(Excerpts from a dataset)
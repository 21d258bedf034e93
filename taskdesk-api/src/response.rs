/// Success envelope
///
/// Every successful response has the shape
/// `{success: true, message?, count?, data?, pagination?}`; failures use
/// [`crate::error::ErrorResponse`] with the same `success`/`message` keys.

use axum::{
    http::StatusCode,
    response::{IntoResponse, Response},
    Json,
};
use serde::Serialize;

/// Pagination block of a listing
#[derive(Debug, Clone, Copy, PartialEq, Eq, Serialize)]
pub struct Pagination {
    pub total: i64,
    pub limit: i64,
    pub offset: i64,
    pub pages: i64,
}

/// Successful response body
#[derive(Debug, Serialize)]
pub struct Envelope<T: Serialize> {
    pub success: bool,

    #[serde(skip_serializing_if = "Option::is_none")]
    pub message: Option<String>,

    #[serde(skip_serializing_if = "Option::is_none")]
    pub count: Option<usize>,

    #[serde(skip_serializing_if = "Option::is_none")]
    pub data: Option<T>,

    #[serde(skip_serializing_if = "Option::is_none")]
    pub pagination: Option<Pagination>,

    #[serde(skip)]
    status: StatusCode,
}

impl<T: Serialize> Envelope<T> {
    /// 200 with `data`
    pub fn ok(data: T) -> Self {
        Self {
            success: true,
            message: None,
            count: None,
            data: Some(data),
            pagination: None,
            status: StatusCode::OK,
        }
    }

    /// 201 with `data`
    pub fn created(data: T) -> Self {
        Self {
            status: StatusCode::CREATED,
            ..Self::ok(data)
        }
    }

    pub fn with_message(mut self, message: impl Into<String>) -> Self {
        self.message = Some(message.into());
        self
    }

    pub fn with_count(mut self, count: usize) -> Self {
        self.count = Some(count);
        self
    }

    pub fn with_pagination(mut self, pagination: Pagination) -> Self {
        self.pagination = Some(pagination);
        self
    }

    pub fn status(&self) -> StatusCode {
        self.status
    }
}

impl Envelope<()> {
    /// 200 with only a message
    pub fn message(message: impl Into<String>) -> Self {
        Self {
            success: true,
            message: Some(message.into()),
            count: None,
            data: None,
            pagination: None,
            status: StatusCode::OK,
        }
    }
}

impl<T: Serialize> IntoResponse for Envelope<T> {
    fn into_response(self) -> Response {
        (self.status, Json(self)).into_response()
    }
}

Task goal - Reproduce only the lines running from the one that contains "pub fn with_pagination(mut" to the last line of the records.

Task response -
    pub fn with_pagination(mut self, pagination: Pagination) -> Self {
        self.pagination = Some(pagination);
        self
    }

    pub fn status(&self) -> StatusCode {
        self.status
    }
}

impl Envelope<()> {
    /// 200 with only a message
    pub fn message(message: impl Into<String>) -> Self {
        Self {
            success: true,
            message: Some(message.into()),
            count: None,
            data: None,
            pagination: None,
            status: StatusCode::OK,
        }
    }
}

impl<T: Serialize> IntoResponse for Envelope<T> {
    fn into_response(self) -> Response {
        (self.status, Json(self)).into_response()
    }
}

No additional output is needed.